Caution: Many Sun Grid Engine commands have identical names to PBS commands. However, the input to the corresponding commands or their behavior may differ.
- This page uses the word processor to mean what vendors call a processor core. The SGE manpages also use the words job slot or simply slot to refer to the same concept.
- The cluster consists of nodes of several different CPU and memory configurations but the group of nodes assigned to any particular multi-node job will always be identically configured. The -l cpu_type=… and -l memory=… options can be used to select specific CPU and memory configurations.
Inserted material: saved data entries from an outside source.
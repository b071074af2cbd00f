//! Process environment source.
//!
//! Environment variable names rarely allow `.` or `-`, so lookups are
//! relaxed: `server.port` also matches `server_port`, `SERVER_PORT` and the
//! other combinations produced by [`candidate_names`].

use std::collections::BTreeMap;
use std::env;

use super::PropertySource;
use crate::value::Value;

/// Conventional name of the system environment source.
pub const SYSTEM_ENVIRONMENT_SOURCE_NAME: &str = "systemEnvironment";

/// A snapshot of environment variables with relaxed key matching.
///
/// # Examples
///
/// ```
/// use std::collections::BTreeMap;
/// use propchain::source::{PropertySource, SystemEnvironmentSource};
///
/// let mut vars = BTreeMap::new();
/// vars.insert("SERVER_PORT".to_string(), "9000".to_string());
/// let source = SystemEnvironmentSource::from_vars("env", vars);
///
/// assert!(source.contains_property("server.port"));
/// assert!(source.contains_property("server-port"));
/// assert!(!source.contains_property("server.host"));
/// ```
#[derive(Debug, Clone)]
pub struct SystemEnvironmentSource {
    name: String,
    vars: BTreeMap<String, String>,
}

impl SystemEnvironmentSource {
    /// Snapshots the current process environment.
    ///
    /// Variables whose name or value is not valid Unicode are skipped.
    #[must_use]
    pub fn from_process() -> Self {
        let vars: BTreeMap<String, String> = env::vars_os()
            .filter_map(|(k, v)| Some((k.into_string().ok()?, v.into_string().ok()?)))
            .collect();
        log::debug!("captured {} environment variables", vars.len());
        Self::from_vars(SYSTEM_ENVIRONMENT_SOURCE_NAME, vars)
    }

    /// Builds a source from an explicit variable map.
    #[must_use]
    pub fn from_vars(name: impl Into<String>, vars: BTreeMap<String, String>) -> Self {
        Self {
            name: name.into(),
            vars,
        }
    }

    fn resolve_name(&self, key: &str) -> Option<&String> {
        candidate_names(key)
            .into_iter()
            .find_map(|candidate| self.vars.get(&candidate))
    }
}

/// The variable names tried for `key`, in lookup order.
///
/// # Examples
///
/// ```
/// use propchain::source::system_env::candidate_names;
///
/// assert_eq!(
///     candidate_names("a.b-c"),
///     vec!["a.b-c", "a_b-c", "a.b_c", "a_b_c", "A.B-C", "A_B-C", "A.B_C", "A_B_C"]
/// );
/// ```
#[must_use]
pub fn candidate_names(key: &str) -> Vec<String> {
    let mut names = Vec::with_capacity(8);
    for base in [key.to_string(), key.to_uppercase()] {
        for name in [
            base.clone(),
            base.replace('.', "_"),
            base.replace('-', "_"),
            base.replace(['.', '-'], "_"),
        ] {
            if !names.contains(&name) {
                names.push(name);
            }
        }
    }
    names
}

impl PropertySource for SystemEnvironmentSource {
    fn name(&self) -> &str {
        &self.name
    }

    fn get_property(&self, key: &str) -> Option<Value> {
        let value = self.resolve_name(key).cloned().map(Value::String);
        if value.is_some() {
            log::trace!("environment variable matched for '{key}'");
        }
        value
    }

    fn contains_property(&self, key: &str) -> bool {
        self.resolve_name(key).is_some()
    }

    fn property_names(&self) -> Option<Vec<String>> {
        Some(self.vars.keys().cloned().collect())
    }
}

#[cfg(test)]
mod tests {
    use super::*;
    use serial_test::serial;

    fn source(pairs: &[(&str, &str)]) -> SystemEnvironmentSource {
        let vars = pairs
            .iter()
            .map(|(k, v)| ((*k).to_string(), (*v).to_string()))
            .collect();
        SystemEnvironmentSource::from_vars("env", vars)
    }

    #[test]
    fn test_exact_name_wins_over_relaxed() {
        let source = source(&[("db.url", "exact"), ("DB_URL", "upper")]);
        assert_eq!(source.get_property("db.url"), Some(Value::from("exact")));
    }

    #[test]
    fn test_uppercase_underscore_match() {
        let source = source(&[("DB_URL", "upper")]);
        assert_eq!(source.get_property("db.url"), Some(Value::from("upper")));
        assert_eq!(source.get_property("DB_URL"), Some(Value::from("upper")));
    }

    #[test]
    fn test_candidates_deduplicated() {
        assert_eq!(candidate_names("PATH"), vec!["PATH"]);
    }

    #[test]
    #[serial]
    fn test_from_process_sees_variables() {
        env::set_var("PROPCHAIN_TEST_SYSENV_VALUE", "present");
        let source = SystemEnvironmentSource::from_process();
        env::remove_var("PROPCHAIN_TEST_SYSENV_VALUE");

        assert_eq!(source.name(), SYSTEM_ENVIRONMENT_SOURCE_NAME);
        assert_eq!(
            source.get_property("propchain.test.sysenv.value"),
            Some(Value::from("present"))
        );
    }
}
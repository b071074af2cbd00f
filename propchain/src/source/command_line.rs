//! Command-line argument source.
//!
//! Arguments are split the simple way:
//!
//! - `--key=value` defines `key` with `value`
//! - `--flag` defines `flag` with an empty value
//! - repeated options accumulate, joined with `,`
//! - anything else is positional, as is everything after a bare `--`
//!
//! Positional arguments are exposed under one synthetic key
//! ([`DEFAULT_NON_OPTION_ARGS_KEY`] unless configured otherwise).

use std::collections::BTreeMap;

use super::PropertySource;
use crate::error::{Error, Result};
use crate::value::Value;

/// Conventional name of the command-line source.
pub const COMMAND_LINE_SOURCE_NAME: &str = "commandLineArgs";

/// Default key under which positional arguments are exposed.
pub const DEFAULT_NON_OPTION_ARGS_KEY: &str = "nonOptionArgs";

/// A property source built from command-line arguments.
///
/// # Examples
///
/// ```
/// use propchain::source::{CommandLineSource, PropertySource};
///
/// let source = CommandLineSource::parse(["--server.port=9000", "--debug", "input.txt"]).unwrap();
///
/// assert_eq!(source.get_property("server.port").unwrap().to_string(), "9000");
/// assert_eq!(source.get_property("debug").unwrap().to_string(), "");
/// assert_eq!(source.get_property("nonOptionArgs").unwrap().to_string(), "input.txt");
/// ```
#[derive(Debug, Clone)]
pub struct CommandLineSource {
    name: String,
    options: BTreeMap<String, Vec<String>>,
    non_option_args: Vec<String>,
    non_option_args_key: String,
}

impl CommandLineSource {
    /// Parses arguments into a source named [`COMMAND_LINE_SOURCE_NAME`].
    ///
    /// The program name must not be included.
    ///
    /// # Errors
    ///
    /// Returns [`Error::IllegalArgument`] for options with an empty name such
    /// as `--=value`.
    pub fn parse<I, S>(args: I) -> Result<Self>
    where
        I: IntoIterator<Item = S>,
        S: AsRef<str>,
    {
        let mut options: BTreeMap<String, Vec<String>> = BTreeMap::new();
        let mut non_option_args = Vec::new();
        let mut end_of_options = false;

        for arg in args {
            let arg = arg.as_ref();
            if end_of_options {
                non_option_args.push(arg.to_string());
                continue;
            }
            if arg == "--" {
                end_of_options = true;
                continue;
            }
            let Some(option) = arg.strip_prefix("--") else {
                non_option_args.push(arg.to_string());
                continue;
            };

            let (name, value) = match option.split_once('=') {
                Some((name, value)) => (name, value),
                None => (option, ""),
            };
            if name.is_empty() {
                return Err(Error::illegal(format!("invalid argument syntax: {arg}")));
            }
            options
                .entry(name.to_string())
                .or_default()
                .push(value.to_string());
        }

        Ok(Self {
            name: COMMAND_LINE_SOURCE_NAME.to_string(),
            options,
            non_option_args,
            non_option_args_key: DEFAULT_NON_OPTION_ARGS_KEY.to_string(),
        })
    }

    /// Renames the source.
    #[must_use]
    pub fn with_name(mut self, name: impl Into<String>) -> Self {
        self.name = name.into();
        self
    }

    /// Changes the synthetic key exposing positional arguments.
    #[must_use]
    pub fn with_non_option_args_key(mut self, key: impl Into<String>) -> Self {
        self.non_option_args_key = key.into();
        self
    }

    /// Positional arguments in the order given.
    #[must_use]
    pub fn non_option_args(&self) -> &[String] {
        &self.non_option_args
    }

    /// All values given for an option, in order.
    #[must_use]
    pub fn option_values(&self, name: &str) -> Option<&[String]> {
        self.options.get(name).map(Vec::as_slice)
    }
}

impl PropertySource for CommandLineSource {
    fn name(&self) -> &str {
        &self.name
    }

    fn get_property(&self, key: &str) -> Option<Value> {
        if key == self.non_option_args_key {
            if self.non_option_args.is_empty() {
                return None;
            }
            return Some(Value::String(self.non_option_args.join(",")));
        }
        self.options
            .get(key)
            .map(|values| Value::String(values.join(",")))
    }

    fn property_names(&self) -> Option<Vec<String>> {
        let mut names: Vec<String> = self.options.keys().cloned().collect();
        if !self.non_option_args.is_empty() {
            names.push(self.non_option_args_key.clone());
        }
        Some(names)
    }
}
- Since the nodes have multiple processors it is possible for several jobs to run on the same node. The scheduling policy ensures that the CPUs are not oversubscribed but the node memory, scratch space, and network bandwidth will be shared by all the jobs running on the node. To eliminate the possibility of resource contention between jobs running on the same node it is recommended that you use a “parallel environment” specification which allocates whole nodes for your job.
- Nodes are assigned to jobs at runtime and are not known a priori. At runtime the list of nodes assigned to the job is contained in the file specified by the $PE_HOSTFILE environment variable.
- A user can submit as many jobs as desired. However, no more than 64 processors of a single user can be in the run state simultaneously.
- The maximum run time limit is generally 24 hours (-l h_rt=24:00:00). However, we are now allowing a limited number of jobs per user to run up to 72 hours. A user can request up to 4 processors (as 4 single processor jobs or one 4 processor job for example) with a run time limit of 72 hours; we currently have 12 slots for this purpose among all users. The default limit is 2 hours if you do not specify a higher limit.
- See the Technical Summary section for additional information.
- Types of batch jobs include:
Submitting a batch job
Batch jobs are submitted with the qsub command. The general form of the command is:
katana:~ % qsub [qsub options] command [arg1 ...]
In general, command is a user supplied shell script. Table 1 describes the most important qsub options.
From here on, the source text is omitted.